The content will be divided into two parts. This part is about the definition of the LTE Protocol Stack and the U-plane part of it whose role is to process the user data.
What is LTE Protocol Stack?
The LTE protocol stack means the layers of communication protocols (rules for communication). For example, suppose there are three rules for work A.
In this case, something is needed to confirm the three rules to perform work A. This something is the Protocol, and work A is Protocol Stack. The image is shown in Figure 1.

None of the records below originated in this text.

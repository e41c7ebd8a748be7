//! File-backed journal: one JSON entry per line, appended in place.

use crate::journal::{Journal, JournalEntry};
use crate::StorageError;
use cipher_grant_types::Timestamp;
use fs2::FileExt;
use parking_lot::Mutex;
use serde::de::DeserializeOwned;
use serde::Serialize;
use std::fs::{self, File, OpenOptions};
use std::io::{Read, Write};
use std::marker::PhantomData;
use std::path::{Component, Path, PathBuf};

struct FileState {
    file: File,
    next_seq: u64,
    byte_len: u64,
}

/// Journal persisted as JSON lines.
///
/// A torn final line (left behind by a crash mid-append) is truncated on open;
/// any other unreadable line is reported as corruption.
///
/// An exclusive advisory lock on the file is held for the lifetime of the
/// journal, so a second process cannot append under the same sequence numbers.
pub struct FileJournal<E> {
    path: PathBuf,
    sync: bool,
    state: Mutex<FileState>,
    _event: PhantomData<fn(E) -> E>,
}

impl<E> FileJournal<E>
where
    E: Serialize + DeserializeOwned,
{
    /// Open or create the journal at `path`. With `sync`, every append is
    /// flushed to disk before it is acknowledged.
    pub fn open(path: &Path, sync: bool) -> Result<Self, StorageError> {
        if path.components().any(|c| matches!(c, Component::ParentDir)) {
            return Err(StorageError::InvalidPath(format!(
                "{}: directory traversal detected",
                path.display()
            )));
        }

        if let Some(parent) = path.parent() {
            if !parent.as_os_str().is_empty() {
                fs::create_dir_all(parent)?;
            }
        }

        let mut file = OpenOptions::new()
            .create(true)
            .read(true)
            .append(true)
            .open(path)?;
        file.try_lock_exclusive().map_err(|e| {
            tracing::warn!("Journal {:?} is already open elsewhere: {}", path, e);
            StorageError::Locked(path.display().to_string())
        })?;

        let mut content = String::new();
        file.read_to_string(&mut content)?;

        let complete_len = match content.rfind('\n') {
            Some(idx) => idx + 1,
            None => 0,
        };
        if complete_len < content.len() {
            tracing::warn!(
                "Truncating torn journal tail of {} bytes in {:?}",
                content.len() - complete_len,
                path
            );
        }

        let next_seq = validate_lines::<serde_json::Value>(&content[..complete_len])?.len() as u64;
        file.set_len(complete_len as u64)?;

        tracing::debug!("Opened journal {:?} with {} entries", path, next_seq);

        Ok(Self {
            path: path.to_path_buf(),
            sync,
            state: Mutex::new(FileState {
                file,
                next_seq,
                byte_len: complete_len as u64,
            }),
            _event: PhantomData,
        })
    }

    pub fn path(&self) -> &Path {
        &self.path
    }
}

fn write_line(file: &mut File, bytes: &[u8], sync: bool) -> std::io::Result<()> {
    file.write_all(bytes)?;
    file.flush()?;
    if sync {
        file.sync_data()?;
    }
    Ok(())
}

/// Parse every line, checking the sequence numbers run 0, 1, 2, ...
fn validate_lines<T: DeserializeOwned>(content: &str) -> Result<Vec<JournalEntry<T>>, StorageError> {
    let mut entries = Vec::new();
    for (idx, line) in content.lines().enumerate() {
        if line.trim().is_empty() {
            continue;
        }
        let entry: JournalEntry<T> =
            serde_json::from_str(line).map_err(|e| StorageError::CorruptEntry {
                line: idx + 1,
                reason: e.to_string(),
            })?;
        let expected = entries.len() as u64;
        if entry.seq != expected {
            return Err(StorageError::SequenceGap {
                line: idx + 1,
                expected,
                actual: entry.seq,
            });
        }
        entries.push(entry);
    }
    Ok(entries)
}

impl<E> Journal<E> for FileJournal<E>
where
    E: Serialize + DeserializeOwned,
{
    fn append(&self, event: &E) -> Result<u64, StorageError> {
        let mut state = self.state.lock();
        let seq = state.next_seq;

        let entry = JournalEntry {
            seq,
            recorded_at: Timestamp::now(),
            event,
        };
        let mut line = serde_json::to_string(&entry)?;
        line.push('\n');

        if let Err(e) = write_line(&mut state.file, line.as_bytes(), self.sync) {
            // Drop whatever part of the line reached the file.
            let restore = state.byte_len;
            if let Err(trunc) = state.file.set_len(restore) {
                tracing::error!("Failed to roll back partial journal append: {}", trunc);
            }
            return Err(StorageError::Io(e.to_string()));
        }

        state.byte_len += line.len() as u64;
        state.next_seq += 1;
        Ok(seq)
    }

    fn entries(&self) -> Result<Vec<JournalEntry<E>>, StorageError> {
        let _state = self.state.lock();
        let content = fs::read_to_string(&self.path)?;
        validate_lines(&content)
    }

    fn len(&self) -> u64 {
        self.state.lock().next_seq
    }
}

#[cfg(test)]
mod tests {
    use super::*;
    use serde::Deserialize;
    use tempfile::TempDir;

    #[derive(Debug, Clone, PartialEq, Serialize, Deserialize)]
    enum Event {
        Submitted { id: u64 },
        Finalized { id: u64, funded: bool },
    }

    #[test]
    fn test_append_and_reopen() {
        let temp_dir = TempDir::new().unwrap();
        let path = temp_dir.path().join("ledger.jsonl");

        {
            let journal = FileJournal::<Event>::open(&path, true).unwrap();
            journal.append(&Event::Submitted { id: 1 }).unwrap();
            journal.append(&Event::Finalized { id: 1, funded: true }).unwrap();
        }

        let journal = FileJournal::<Event>::open(&path, true).unwrap();
        assert_eq!(journal.len(), 2);
        let entries = journal.entries().unwrap();
        assert_eq!(entries[1].event, Event::Finalized { id: 1, funded: true });

        // Appends continue the sequence.
        assert_eq!(journal.append(&Event::Submitted { id: 2 }).unwrap(), 2);
    }

    #[test]
    fn test_creates_parent_directories() {
        let temp_dir = TempDir::new().unwrap();
        let path = temp_dir.path().join("nested").join("dir").join("ledger.jsonl");
        let journal = FileJournal::<Event>::open(&path, false).unwrap();
        assert!(journal.is_empty());
        assert!(path.exists());
    }

    #[test]
    fn test_torn_tail_is_truncated() {
        let temp_dir = TempDir::new().unwrap();
        let path = temp_dir.path().join("ledger.jsonl");
        {
            let journal = FileJournal::<Event>::open(&path, false).unwrap();
            journal.append(&Event::Submitted { id: 1 }).unwrap();
        }
        let mut file = OpenOptions::new().append(true).open(&path).unwrap();
        file.write_all(b"{\"seq\":1,\"recorded_at\":").unwrap();
        drop(file);

        let journal = FileJournal::<Event>::open(&path, false).unwrap();
        assert_eq!(journal.len(), 1);
        assert_eq!(journal.append(&Event::Submitted { id: 2 }).unwrap(), 1);
        assert_eq!(journal.entries().unwrap().len(), 2);
    }

    #[test]
    fn test_corrupt_line_is_reported() {
        let temp_dir = TempDir::new().unwrap();
        let path = temp_dir.path().join("ledger.jsonl");
        fs::write(&path, "not json\n").unwrap();

        let result = FileJournal::<Event>::open(&path, false);
        assert!(matches!(result, Err(StorageError::CorruptEntry { line: 1, .. })));
    }

    #[test]
    fn test_sequence_gap_is_reported() {
        let temp_dir = TempDir::new().unwrap();
        let path = temp_dir.path().join("ledger.jsonl");
        fs::write(
            &path,
            "{\"seq\":0,\"recorded_at\":1,\"event\":{\"Submitted\":{\"id\":1}}}\n\
             {\"seq\":5,\"recorded_at\":2,\"event\":{\"Submitted\":{\"id\":2}}}\n",
        )
        .unwrap();

        let result = FileJournal::<Event>::open(&path, false);
        assert!(matches!(
            result,
            Err(StorageError::SequenceGap { line: 2, expected: 1, actual: 5 })
        ));
    }

    #[test]
    fn test_second_open_is_refused_while_held() {
        let temp_dir = TempDir::new().unwrap();
        let path = temp_dir.path().join("ledger.jsonl");

        let journal = FileJournal::<Event>::open(&path, false).unwrap();
        journal.append(&Event::Submitted { id: 1 }).unwrap();
        assert!(matches!(
            FileJournal::<Event>::open(&path, false),
            Err(StorageError::Locked(_))
        ));

        // The refused open must not have disturbed the file.
        journal.append(&Event::Submitted { id: 2 }).unwrap();
        drop(journal);

        let reopened = FileJournal::<Event>::open(&path, false).unwrap();
        assert_eq!(reopened.len(), 2);
        assert_eq!(reopened.append(&Event::Finalized { id: 1, funded: true }).unwrap(), 2);
    }

    #[test]
    fn test_rejects_parent_dir_components() {
        let result = FileJournal::<Event>::open(Path::new("data/../../etc/ledger.jsonl"), false);
        assert!(matches!(result, Err(StorageError::InvalidPath(_))));
    }
}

The LTE protocol stack includes U-plane, which handles user data, and C-plane, which handles data that controls when the UE connects or moves.
The important point is that during transmission, the data flows from the upper layer down, and during the reception, the data flows from the lower layer up.
Figure 1: Image of the protocol stack
The overall diagram of the protocol stack for handling user data is shown in Figure 2.
The role of the U-plane is to convert the protocol data unit (PDU) from the UE or S-GW whose source is the eNodeB into the protocol for the destination.
Figure 2 Overall view of U-plane
The roles and layers of each protocol are described below.
(1) Packet Data Convergence Protocol (PDCP)
Role: Header compression and decompression, the transmission of user data
(2) RLC (Radio Link Control)
Role: PDU (Packet Data Unit) management in data transmission
(3) MAC (Media Access Control)
Role: Channel generation that connects Layer 2 and Layer 1
(4) PHY (Physical Layer)
Role: Defines modification method and modulation/demodulation method of signals to be transmitted/received.
(5) GTP-U (GPRS Tunnelling Protocol for U-plane)
Role: Tunnel that connects eNodeB and EPS. Transmits encapsulated PDU.
Layer: 4 or higher
(6) UDP (User Datagram Protocol)
Role: To bridge IP and upper layer protocol (in this case, GTP-U)
When the UE sends data in the beginning, communication packets have a header for each protocol. At the RLC layer, PDU is combined or decomposed into other packets depending on their length.
At the PHY layer, in addition to the PHY header, empty data is attached according to the Transport Block Size (TBS). This flow is shown in Figure 3.
Figure 3 Conversion of packets when sending data from the UE
Next, when packets are sent from the UE to the eNB, the eNB stores the header attached to the received packet for each protocol as shown in Figure 4.
Furthermore, as shown in Figure 5, each protocol attaches a header corresponding to the protocol of the S-GW (EPC).
Figure 4 Conversion of PDU received from UE at eNB
Figure 5 eNB to S-GW protocol stack in U-Plane
Next, as shown in Figure 6, when packets are sent from eNB to S-GW, each layer is collected for each corresponding protocol. The process in Figures 5 and 6 will be repeated in S-GW, in P-GW, and also in NW.
Figure 6 Conversion of PDU received from UE at S-GW